» YOUR INSTRUCTIONS
The word "when" may appear in some lines of the data; copy every such line.

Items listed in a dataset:

Content starts

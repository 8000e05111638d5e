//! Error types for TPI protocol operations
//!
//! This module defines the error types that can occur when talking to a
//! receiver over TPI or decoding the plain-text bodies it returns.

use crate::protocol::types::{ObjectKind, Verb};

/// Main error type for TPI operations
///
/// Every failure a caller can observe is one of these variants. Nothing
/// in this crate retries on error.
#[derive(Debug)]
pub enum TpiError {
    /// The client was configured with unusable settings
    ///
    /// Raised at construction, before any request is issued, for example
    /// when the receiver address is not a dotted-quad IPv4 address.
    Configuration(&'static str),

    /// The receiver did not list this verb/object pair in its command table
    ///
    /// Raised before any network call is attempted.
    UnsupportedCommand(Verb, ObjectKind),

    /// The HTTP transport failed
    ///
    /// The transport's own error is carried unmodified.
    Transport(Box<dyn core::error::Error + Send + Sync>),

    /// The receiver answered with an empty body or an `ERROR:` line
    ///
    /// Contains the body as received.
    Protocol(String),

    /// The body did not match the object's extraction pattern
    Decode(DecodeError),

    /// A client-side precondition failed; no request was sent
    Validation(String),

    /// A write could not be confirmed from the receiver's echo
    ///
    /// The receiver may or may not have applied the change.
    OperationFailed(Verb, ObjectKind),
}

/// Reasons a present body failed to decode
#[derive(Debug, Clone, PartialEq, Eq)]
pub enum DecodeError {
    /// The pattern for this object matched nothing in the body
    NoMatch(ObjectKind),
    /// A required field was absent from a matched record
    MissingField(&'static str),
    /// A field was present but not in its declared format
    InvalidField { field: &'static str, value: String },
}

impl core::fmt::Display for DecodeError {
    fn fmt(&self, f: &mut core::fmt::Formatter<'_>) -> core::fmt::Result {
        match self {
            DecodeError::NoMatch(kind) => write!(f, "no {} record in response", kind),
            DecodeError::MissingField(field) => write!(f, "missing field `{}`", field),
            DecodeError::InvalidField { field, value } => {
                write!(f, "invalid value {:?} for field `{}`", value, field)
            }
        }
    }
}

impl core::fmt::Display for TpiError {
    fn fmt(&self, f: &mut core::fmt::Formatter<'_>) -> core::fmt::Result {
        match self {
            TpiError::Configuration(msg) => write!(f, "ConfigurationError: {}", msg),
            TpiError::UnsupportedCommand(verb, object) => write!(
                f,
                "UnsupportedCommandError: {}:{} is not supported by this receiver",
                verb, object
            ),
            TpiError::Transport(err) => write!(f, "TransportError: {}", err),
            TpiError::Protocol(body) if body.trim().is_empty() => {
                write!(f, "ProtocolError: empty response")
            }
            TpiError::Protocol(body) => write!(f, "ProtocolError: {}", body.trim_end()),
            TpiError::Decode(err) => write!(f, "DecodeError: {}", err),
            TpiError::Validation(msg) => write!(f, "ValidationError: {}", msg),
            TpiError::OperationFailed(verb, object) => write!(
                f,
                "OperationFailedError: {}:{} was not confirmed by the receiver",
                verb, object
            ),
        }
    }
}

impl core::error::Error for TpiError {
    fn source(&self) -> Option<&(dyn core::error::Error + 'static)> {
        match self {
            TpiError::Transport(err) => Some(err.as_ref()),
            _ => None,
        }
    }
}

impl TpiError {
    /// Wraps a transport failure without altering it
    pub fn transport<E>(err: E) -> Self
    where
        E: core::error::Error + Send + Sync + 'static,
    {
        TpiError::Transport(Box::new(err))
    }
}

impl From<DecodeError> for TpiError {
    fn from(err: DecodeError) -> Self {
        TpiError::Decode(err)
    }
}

Content ends

» RESULT FOR THIS EXERCISE
//! This module defines the error types that can occur when talking to a
    /// when the receiver address is not a dotted-quad IPv4 address.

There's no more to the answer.